๐ค Ghostwritten by Claude Opus 4.8 ยท Fact-checked & edited by GPT 5.5
The ESS Mac mini farm is being wired as a software-factory pipeline: a feature request becomes a directed task graph, coding specialists take scoped work on worker nodes, each task is verified in isolation, and reviewed code lands on a branch. The system is intentionally not allowed to merge to main without human approval. That constraint is a safety boundary, not an unfinished feature.
This entry documents the next phase of bring-up: turning Optimus Prime, the dev orchestrator agent, from a demo conductor into the front end of an autonomous software factory.
The honest framing matters. Most published agent fleet management guidance assumes cloud-native, Kubernetes-shaped infrastructure. This pipeline runs on bare-metal Mac minis. That divergence is the most interesting part of the design, because the standard playbook does not fully apply โ and where it breaks is where the real engineering begins.
TL;DR: Optimus Prime decomposes a feature into a directed task graph with explicit preconditions and postconditions per node, so failures are scoped rather than catastrophic.
The pipeline starts with decomposition. A feature request โ for example, adding rate limiting to a public API โ should not go to a worker node as a single vague assignment. Optimus Prime breaks it into a task graph where each node carries an explicit contract: preconditions that must hold before the task runs, and postconditions that define done.
That design follows agent-engineering research that favors narrow agents with schema-validated tool calls over a single do-everything model. A task such as writing rate-limit middleware has a precondition, such as the configuration schema already existing, and a postcondition, such as unit tests passing and the middleware exporting a typed handler. If the postcondition fails, only that node fails.
The framework decision maps to two dominant patterns. CrewAI fits role-based delegation: Optimus Prime acts as manager while coding specialists operate as workers. LangGraph supports stateful, checkpointed workflows so a multi-step task can resume from its last good checkpoint. The resulting pattern is hybrid: CrewAI-style role delegation for who does the work, LangGraph-style checkpointing for how longer tasks survive interruption.

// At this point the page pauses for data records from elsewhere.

use super::CaseConverter;

fn capitalize_first(part: &str) -> String {
    let mut chars = part.chars();
    match chars.next() {
        Some(first) => first.to_uppercase().collect::<String>() + chars.as_str(),
        None => String::new(),
    }
}

/// `SomeName` -> `someName`
pub struct PascalToCamelCase;

impl CaseConverter for PascalToCamelCase {
    fn convert(&self, name: &str) -> String {
        let mut chars = name.chars();
        match chars.next() {
            Some(first) => first.to_lowercase().collect::<String>() + chars.as_str(),
            None => String::new(),
        }
    }
}

/// `SomeTypeName` -> `some-type-name`. Acronym runs stay together, so
/// `MyURLValue` becomes `my-url-value`.
pub struct PascalToKebabCase;

impl CaseConverter for PascalToKebabCase {
    fn convert(&self, name: &str) -> String {
        let chars: Vec<char> = name.chars().collect();
        let mut out = String::with_capacity(name.len() + 4);
        for (i, c) in chars.iter().enumerate() {
            if c.is_uppercase() && i > 0 {
                let prev = chars[i - 1];
                let next_is_lower = chars.get(i + 1).map_or(false, |n| n.is_lowercase());
                if prev.is_lowercase() || prev.is_ascii_digit() || (prev.is_uppercase() && next_is_lower)
                {
                    out.push('-');
                }
            }
            out.extend(c.to_lowercase());
        }
        out
    }
}

/// `some_name` -> `someName`
pub struct SnakeToCamelCase;

impl CaseConverter for SnakeToCamelCase {
    fn convert(&self, name: &str) -> String {
        let mut parts = name.split('_').filter(|p| !p.is_empty());
        match parts.next() {
            Some(first) => first.to_string() + &parts.map(capitalize_first).collect::<String>(),
            None => String::new(),
        }
    }
}

/// `some_name` -> `SomeName`
pub struct SnakeToPascalCase;

impl CaseConverter for SnakeToPascalCase {
    fn convert(&self, name: &str) -> String {
        name.split('_')
            .filter(|p| !p.is_empty())
            .map(capitalize_first)
            .collect()
    }
}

Decomposition is not free. An early failure mode was over-decomposition: trivial work split into too many micro-tasks, with coordination overhead swallowing the benefit. The correction is a granularity floor. A task only spawns if its estimated work justifies a dedicated worker session. Software-factory research consistently shows AI delivers 25โ30% productivity gains only when paired with process transformation, not when bolted onto an unchanged workflow. Over-decomposition is exactly the kind of process drag that erases those gains.
TL;DR: A WebSocket bus carries task assignments to worker nodes that run coding sessions in managed tmux panes, while ephemeral verification isolates each task's side effects.
The coordination layer borrows from Bridge ACE's WebSocket bus + tmux session management pattern. Optimus Prime publishes task assignments onto a bus; eligible worker nodes subscribe, claim work, and spin up isolated coding sessions inside managed tmux panes. The bus provides live status without polling, and tmux provides a real, inspectable shell session per task โ an important advantage when diagnosing why a worker behaved unexpectedly.
For verification, Okteto's ephemeral-environment model provides the inspiration, but this is where the first major divergence from cloud-native orthodoxy appears. Okteto spins ephemeral environments on Kubernetes. The Mac mini farm does not use Kubernetes. On bare-metal Macs, ephemeral means a fresh git worktree plus an isolated process sandbox per task, not a fresh pod. It is less elegant than a Kubernetes-native environment, but it avoids the operational overhead of running a cluster for this use case.
Fastio's fleet research defines six operational pillars: deploy, configure, monitor, update, scale, retire. Mapping them to bare metal exposes exactly where this pipeline diverges:
| Pillar | Cloud-native default | Bare-metal Mac farm |
|---|---|---|
| Deploy | Container image to cluster | Node service managed per machine |
| Configure | ConfigMaps / secrets store | Secrets-manager-backed local gateway |
| Monitor | Cluster metrics + tracing | Node-level metrics and application error telemetry |
| Update | Rolling pod replacement | Staged per-node rollout, one node at a time |
| Scale | Autoscaler adds pods | Add physical Mac mini capacity |
| Retire | Drain and delete pod | Cordon node, finish in-flight tasks, power down |
The scale row is the punchline: there is no autoscaler that materializes new hardware. That constraint is real, but it forces honest capacity planning instead of letting a cloud bill hide inefficient orchestration.
TL;DR: Circuit breakers replace blind retry loops, and orchestration prompts live under version control so the factory's behavior is reproducible.
The failure model deliberately rejects the naive retry loop. Agent-engineering research is clear that circuit-breaker recovery beats retry-until-it-works. Blind retries burn tokens and often reproduce the same failure. When a worker task repeatedly fails its postcondition, the breaker opens, the task is marked failed-with-context, and Optimus Prime routes around it rather than hammering the same path. Rollback uses the git worktree boundary: a failed task's changes never reach the integration branch, so there is nothing to unwind by hand.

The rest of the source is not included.